Tang Jun (唐骏 (唐駿, Táng Jùn)) is a Chinese business executive. He is the president of Gaotime Information Co. Ltd, a consulting firm for financial institutions and large companies within China.

== Biography ==
Prior to Gaotime, he was the president and CEO of Xin Hua Du Industrial Group Co., a group company incorporated in the PRC with interests in retail, real estate, mining, high-tech and tourism industries. Shortly before joining Xin Hua Du Industrial Group Co., Mr. Tang served as the president and director of Shanda Interactive Entrainment Limited, a company listed in NASDAQ. Now he still remains a member of Shanda's board of directors and serves as an advisor to the CEO of Shanda. Prior to joining Shanda in 2004, Tang served as the president of Microsoft China Co., Ltd. from March 2002 to January 2004 and the general manager of Microsoft Asia product support and service and Microsoft Global Technical Engineering Center from January 1998 to March 2002. He received the Microsoft chairman Bill Gates Award in 1998 and the Microsoft Top Honor Award in 2002 from Microsoft Corporation, and remains the honorary president of Microsoft China Co. Ltd. Prior to joining Microsoft, Tang founded a software company, in Los Angeles, California in 1993.
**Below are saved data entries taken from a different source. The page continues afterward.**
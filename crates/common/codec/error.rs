use thiserror::Error;

#[derive(Debug, Error, PartialEq, Eq, Clone)]
pub enum CodecError {
    #[error("Unexpected end of input while reading {0}")]
    UnexpectedEof(&'static str),
    #[error("Array has {0} elements, maximum is 255")]
    ArrayTooLarge(usize),
    #[error("Packed integer is {0} bytes wide, maximum is 32")]
    IntTooLarge(usize),
    #[error("Length prefix {0} does not fit in memory")]
    LengthOverflow(u64),
}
Jun Tang has been a non-executive director of Tsingtao Brewery Co., Ltd. since November 2009.

In accordance with the Registration Statement of Shanda Interactive Entertainment Ltd in NASDAQ, Tang holds a doctorate degree in electrical engineering from Pacific Western University (Hawaii), a master's degree in electronics from Nagoya University and a bachelor's degree in physics from Beijing University of Posts and Telecommunications.

== Controversy ==
In 2010, Tang Jun became the focus of public controversy over his resume. In the first edition of his book My Success is Replicable, Tang claimed to hold a doctoral degree in computer science from California Institute of Technology (Caltech). However, Fang Zhouzi checked Caltech's alumni list and lists of doctoral dissertations, and found no records for Tang. Tang stated that he did not have a degree from Caltech, and that he had never claimed to have received a degree there, but had conducted research there. Fang asked Tang to provide information about the kind of research and the names of professors at Caltech Tang had worked with. So far, Tang has not provided any relevant information. It raises the question whether Tang has ever conducted any research at Caltech. Furthermore, Fang has also pointed out that Pacific Western University (Hawaii) was named in the United States Government General Accounting Office report to the United States Congress.
On July 8, 2010, the publisher of Tang's book My Success is Replicable made an official announcement to clarify and apologize for the mistake. According to the publisher, due to communication insufficiency, they failed to find the mistake and correct it in time. On the second edition of the book, they made the correction.